Enfin le Graal
Il est obtenu à la fin du ministère de gauche (Najat Valaud-Belkacem) en 2017. Les psychologues scolaires et les conseillers d’orientation-psychologues sont réunis dans un seul corps, celui des psychologues de l’éducation nationale (PsyEN) mais restent sous leurs toits respectifs. Ils gardent des missions distinctes et des territoires séparés (primaire/secondaire et supérieur). Cette dénomination fait tomber l’ambiguïté : ils sont psychologues, pleinement. Quant à l’orientation elle est reléguée en fin de dénomination de la « spécialité » : psychologue de l’Éducation nationale de la spécialité « éducation, développement et conseil en orientation scolaire et professionnelle ». Personne ne les dénommera ainsi, trop compliqué ! Ils seront donc des PsyEN. Le descriptif de la mission développe surtout les activités psychologiques et réduit ce qui concerne l’orientation. Voir l’analyse que je proposais dans l’article « PsyEN, l’orientation du psychologue ».
Ce que je peux dire aujourd’hui porte sur deux constats. D’une part le ministère, lui-même, fait de moins en moins de recours aux PsyEN sur le plan de l’aide et du conseil en orientation. Et du côté des PsyEN ils se trouvent de plus en plus sollicités par des activités que j’appelle de « traitement ».
Il y a les examens pour préparer un dossier pour les enfants présentant un handicap (le traitement « bureaucratique » c’est particulièrement complexifié depuis la loi de 2005 au fur et à mesure que le champ s’est structuré). Des parents, de plus en plus nombreux demandent des examens pour faire reconnaître leur enfant comme étant intellectuellement précoce. Tous ces examens psychologiques supposent des entretiens, l’utilisation de tests (passation, correction, interprétation, rédaction, restitution…), et de participer parfois à des commissions. On peut estimer que plus d’une dizaine d’heures sont consacrées à chaque cas supposant des compétences très précises sur le plan de l’évaluation psychologique. Un autre secteur d’activité, réclamant d’autres compétences, cette fois-ci celles de la psychologie relationnelle, réclame de plus en plus souvent les PsyEN du secondaire c’est celui du décrochage, en particulier sur le versant de la prévention.

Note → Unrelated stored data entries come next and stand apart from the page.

impl EventMultiplexer {
    pub(crate) fn new(
        key: StreamKey,
        interceptor: Option<Arc<dyn Interceptor>>,
        on_message: Option<ActivityHook>,
        runtime: &Handle,
    ) -> Self {
        let (queue, rx) = mpsc::unbounded_channel();
        let detached = CancellationToken::new();
        let intake = Arc::new(Intake {
            key: key.clone(),
            on_message,
            queue,
            detached: detached.clone(),
        });
        let default_listener = intake.listener();
        let (opened, _) = watch::channel(false);

        let inner = Arc::new(Inner {
            key,
            interceptor,
            state: Mutex::new(MuxState::default()),
            intake,
            default_listener,
            opened,
            detached,
        });

        runtime.spawn(run_dispatch(
            Arc::downgrade(&inner),
            rx,
            inner.detached.clone(),
        ));

        Self { inner }
    }

    fn lock(&self) -> MutexGuard<'_, MuxState> {
        self.inner.state.lock().unwrap_or_else(PoisonError::into_inner)
    }

    pub fn key(&self) -> &StreamKey {
        &self.inner.key
    }

    /// Register a payload handler for `event`
    ///
    /// `"message"` is the stream's unnamed event and `"*"` receives the
    /// payload of every event.
    pub fn on<F>(&self, event: &str, handler: F) -> &Self
    where
        F: Fn(&Value) + Send + Sync + 'static,
    {
        self.add_handler(event, Arc::new(handler));
        self
    }

    /// Register a handler that receives the payload deserialized into `T`
    ///
    /// Payloads that do not match `T` are skipped.
    pub fn on_typed<T, F>(&self, event: &str, handler: F) -> &Self
    where
        T: DeserializeOwned,
        F: Fn(T) + Send + Sync + 'static,
    {
        let key = self.inner.key.clone();
        let name = event.to_string();
        self.on(event, move |payload| match T::deserialize(payload) {
            Ok(value) => handler(value),
            Err(e) => log::warn!(
                "Skipping {} event on stream {}: payload does not match: {}",
                name,
                key,
                e
            ),
        })
    }

    /// Register a handler receiving every event name with its payload
    pub fn on_any<F>(&self, handler: F) -> &Self
    where
        F: Fn(&str, &Value) + Send + Sync + 'static,
    {
        self.add_wildcard_handler(Arc::new(handler));
        self
    }

    /// Register a handler and return it, for a later targeted [`off`](Self::off)
    pub fn add_handler(&self, event: &str, handler: MessageHandler) -> MessageHandler {
        let mut state = self.lock();
        if event == WILDCARD {
            state.wildcard.push(WildcardEntry::Payload(Arc::clone(&handler)));
            return handler;
        }

        state
            .handlers
            .entry(event.to_string())
            .or_default()
            .push(Arc::clone(&handler));

        if event != DEFAULT_EVENT && !state.listeners.contains_key(event) {
            let listener = self.inner.intake.listener();
            if let Some(source) = &state.source {
                source.add_event_listener(event, Arc::clone(&listener));
            }
            state.listeners.insert(event.to_string(), listener);
        }
        handler
    }

    /// Register a name-aware wildcard handler and return it
    pub fn add_wildcard_handler(&self, handler: WildcardHandler) -> WildcardHandler {
        self.lock()
            .wildcard
            .push(WildcardEntry::Named(Arc::clone(&handler)));
        handler
    }

    /// Remove one handler, or every handler when `handler` is `None`
    ///
    /// Once no handler remains for a named event its transport listener is
    /// detached as well.
    pub fn off(&self, event: &str, handler: Option<&MessageHandler>) -> &Self {
        let mut state = self.lock();
        if event == WILDCARD {
            state.wildcard.retain(|entry| match (entry, handler) {
                (_, None) => false,
                (WildcardEntry::Payload(h), Some(target)) => !Arc::ptr_eq(h, target),
                (WildcardEntry::Named(_), Some(_)) => true,
            });
            return self;
        }

        let now_empty = match state.handlers.get_mut(event) {
            Some(list) => {
                match handler {
                    Some(target) => list.retain(|h| !Arc::ptr_eq(h, target)),
                    None => list.clear(),
                }
                list.is_empty()
            }
            None => true,
        };
        if now_empty {
            state.handlers.remove(event);
            if let Some(listener) = state.listeners.remove(event) {
                if let Some(source) = &state.source {
                    source.remove_event_listener(event, &listener);
                }
            }
        }
        self
    }

    /// Remove name-aware wildcard handlers (all of them when `handler` is `None`)
    pub fn off_any(&self, handler: Option<&WildcardHandler>) -> &Self {
        self.lock().wildcard.retain(|entry| match (entry, handler) {
            (_, None) => false,
            (WildcardEntry::Named(h), Some(target)) => !Arc::ptr_eq(h, target),
            (WildcardEntry::Payload(_), Some(_)) => true,
        });
        self
    }

    /// Remove every handler and detach every named transport listener
    pub fn off_all(&self) {
        let mut state = self.lock();
        state.handlers.clear();
        state.wildcard.clear();
        let listeners = std::mem::take(&mut state.listeners);
        if let Some(source) = &state.source {
            for (event, listener) in &listeners {
                source.remove_event_listener(event, listener);
            }
        }
    }

    /// Wait until the stream reports open for the first time
    ///
    /// Returns immediately once it has opened. Fails with
    /// [`SseError::SubscriptionClosed`] if the subscription ends first.
    pub async fn wait_until_opened(&self) -> Result<()> {
        let mut opened = self.inner.opened.subscribe();
        let detached = self.inner.detached.clone();

        tokio::select! {
            biased;
            res = opened.wait_for(|open| *open) => {
                res.map(|_| ()).map_err(|_| SseError::SubscriptionClosed)
            }
            _ = detached.cancelled() => {
                if self.is_opened() {
                    Ok(())
                } else {
                    Err(SseError::SubscriptionClosed)
                }
            }
        }
    }

    /// Whether the stream has reported open at least once
    pub fn is_opened(&self) -> bool {
        *self.inner.opened.borrow()
    }

    /// Whether this multiplexer still belongs to a live subscription
    pub fn is_active(&self) -> bool {
        !self.inner.detached.is_cancelled()
    }

    /// Event names with a transport listener, besides `"message"`
    pub fn listened_events(&self) -> Vec<String> {
        let mut names: Vec<String> = self.lock().listeners.keys().cloned().collect();
        names.sort();
        names
    }

    /// Attach to a new connection, re-attaching every listener exactly once
    pub(crate) fn bind(&self, source: Arc<dyn EventSource>, on_open: OpenHook) {
        {
            let mut state = self.lock();
            if !self.is_active() {
                return;
            }
            source.add_event_listener(DEFAULT_EVENT, Arc::clone(&self.inner.default_listener));
            for (event, listener) in &state.listeners {
                source.add_event_listener(event, Arc::clone(listener));
            }
            state.source = Some(Arc::clone(&source));
        }

        let weak = Arc::downgrade(&self.inner);
        source.set_on_open(Box::new(move || {
            if let Some(inner) = weak.upgrade() {
                inner.opened.send_replace(true);
            }
            on_open();
        }));
    }

    /// Drop the current connection without detaching for good
    pub(crate) fn unbind(&self) {
        self.lock().source = None;
    }

    /// Permanently disconnect this multiplexer from the client
    pub(crate) fn detach(&self) {
        let source = {
            let mut state = self.lock();
            state.source.take()
        };
        self.inner.detached.cancel();
        if let Some(source) = source {
            source.remove_event_listener(DEFAULT_EVENT, &self.inner.default_listener);
        }
    }
}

Dans tous ces cas, il s’agit d’orientation de certains élèves vers des « structures » particulières hors de l’établissement d’origine, cette orientation étant organisée bureaucratiquement, le PsyEN ayant sa fonction reconnue dans ce processus bien plus que dans celui de l’orientation scolaire classique.
La mise en « concurrence »
Avec le nouveau président de la République, Emmanuel Macron, un nouveau ministre de l’éducation, Jean-Michel Blanquer est installé. La loi pour la liberté de choisir son avenir professionnel adoptée durant l’été 2018, présentée par le ministère du travail semble montrer qu’il y a quelques conflits au sein de la majorité et entre les ministères. C’est le ministère du travail qui introduit l’idée de transférer les DRONISEP aux Régions, et lors des débats certains envisagent également de transférer, voire de supprimer les CIO, et de rattacher les Psy EN EDO aux établissements scolaires (Lycées). Le Ministère de l’éducation ne se manifeste pas trop sur ces deux terrains, mais il obtient de conserver le contrôle des procédures d’orientation et d’affectation[1].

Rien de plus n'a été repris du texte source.